*DATA TO EXAMINE*
________________________
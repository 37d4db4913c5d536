//! Asynchronous batch processing strategy
//!
//! This module provides an asynchronous, multi-threaded implementation of the
//! ProcessingStrategy trait. Operations are read in batches; within a batch,
//! groups of related users are replayed concurrently.
//!
//! # Architecture
//!
//! ```text
//! AsyncProcessingStrategy
//!     ├── BatchConfig (batch_size, max_concurrent_batches)
//!     ├── AsyncReader (batch CSV reading)
//!     └── BatchProcessor (user-group partitioning + tokio tasks)
//!         └── TransferService (per-account locks, shared ledger)
//! ```
//!
//! # Ordering
//!
//! - Batches are processed one after another, so an operation never runs
//!   before an earlier batch has finished
//! - Within a batch, operations of one user group run in file order
//! - Unrelated groups run in parallel on the tokio multi-threaded runtime

use crate::core::TransferService;
use crate::io::async_reader::AsyncReader;
use crate::strategy::{write_report, BatchProcessor, ProcessingStrategy, Report};
use crate::types::PaymentError;
use std::io::Write;
use std::path::Path;

/// Configuration for batch processing
#[derive(Clone, Debug, PartialEq, Eq)]
pub struct BatchConfig {
    /// Number of script rows per batch
    pub batch_size: usize,
    /// Worker threads for the replay runtime
    pub max_concurrent_batches: usize,
}

impl Default for BatchConfig {
    fn default() -> Self {
        Self {
            batch_size: 1000,
            max_concurrent_batches: num_cpus::get(),
        }
    }
}

impl BatchConfig {
    /// Create a new BatchConfig, replacing zero values with defaults
    pub fn new(batch_size: usize, max_concurrent_batches: usize) -> Self {
        let default = Self::default();

        let batch_size = if batch_size == 0 {
            tracing::warn!(
                default = default.batch_size,
                "invalid batch_size 0, using default"
            );
            default.batch_size
        } else {
            batch_size
        };

        let max_concurrent_batches = if max_concurrent_batches == 0 {
            tracing::warn!(
                default = default.max_concurrent_batches,
                "invalid max_concurrent_batches 0, using default"
            );
            default.max_concurrent_batches
        } else {
            max_concurrent_batches
        };

        Self {
            batch_size,
            max_concurrent_batches,
        }
    }
}

/// Asynchronous batch processing strategy
#[derive(Debug, Clone)]
pub struct AsyncProcessingStrategy {
    config: BatchConfig,
    service: TransferService,
    report: Report,
}

impl AsyncProcessingStrategy {
    /// Create a new AsyncProcessingStrategy
    ///
    /// # Arguments
    ///
    /// * `config` - BatchConfig with batch_size and max_concurrent_batches
    /// * `service` - Service the operations are applied to
    /// * `report` - What to write after the replay
    pub fn new(config: BatchConfig, service: TransferService, report: Report) -> Self {
        Self {
            config,
            service,
            report,
        }
    }
}

impl ProcessingStrategy for AsyncProcessingStrategy {
    /// Replay the script in batches, then write the report
    ///
    /// 1. Starts a tokio multi-threaded runtime
    /// 2. Reads operations in batches with AsyncReader
    /// 3. Processes each batch to completion before reading the next
    /// 4. Writes the report for the final state
    fn process(&self, input_path: &Path, output: &mut dyn Write) -> Result<(), PaymentError> {
        let runtime = tokio::runtime::Builder::new_multi_thread()
            .worker_threads(self.config.max_concurrent_batches)
            .build()
            .map_err(|e| PaymentError::IoError {
                message: format!("Failed to create tokio runtime: {}", e),
            })?;

        runtime.block_on(async {
            let processor = BatchProcessor::new(self.service.clone());

            let file = tokio::fs::File::open(input_path).await.map_err(|e| {
                match e.kind() {
                    std::io::ErrorKind::NotFound => PaymentError::FileNotFound {
                        path: input_path.display().to_string(),
                    },
                    _ => PaymentError::from(e),
                }
            })?;

            // csv-async reads through the futures AsyncRead traits
            let compat_file = tokio_util::compat::TokioAsyncReadCompatExt::compat(file);
            let mut reader = AsyncReader::new(compat_file);

            let mut applied = 0usize;
            let mut rejected = 0usize;
            loop {
                let batch = reader.read_batch(self.config.batch_size).await;
                if batch.is_empty() {
                    break;
                }

                for outcome in processor.process_batch(batch).await {
                    match outcome.result {
                        Ok(()) => applied += 1,
                        Err(_) => rejected += 1,
                    }
                }
            }

            tracing::info!(applied, rejected, "replay finished");
            write_report(&self.service, &self.report, output)
        })
    }
}
// CLI module
// Replay flags: input script, strategy, engine settings, report selection

mod args;

pub use args::{CliArgs, StrategyType};

use clap::Parser;

/// Parse command-line arguments using clap
///
/// On invalid arguments or `--help`, clap prints the message and exits the
/// process.
pub fn parse_args() -> CliArgs {
    CliArgs::parse()
}
//! I/O module
//!
//! Handles operation-script parsing, CSV output, and the durable journal.
//!
//! # Components
//!
//! - `csv_format` - CSV format handling (record conversion, output serialization)
//! - `sync_reader` - Synchronous CSV reader with iterator interface
//! - `async_reader` - Asynchronous CSV reader with batch reading interface
//! - `journal` - Ledger that journals every transaction to a CSV file

pub mod async_reader;
pub mod csv_format;
pub mod journal;
pub mod sync_reader;

pub use async_reader::AsyncReader;
pub use csv_format::{convert_csv_record, write_accounts_csv, write_statement_csv, CsvRecord};
pub use journal::CsvJournalLedger;
pub use sync_reader::SyncReader;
________________________
*EXERCISE DESCRIPTION*
Write out every line in the data that holds the string "clap".

*RESPONSE TO THE TASK*
use clap::Parser;
/// Parse command-line arguments using clap
/// On invalid arguments or `--help`, clap prints the message and exits the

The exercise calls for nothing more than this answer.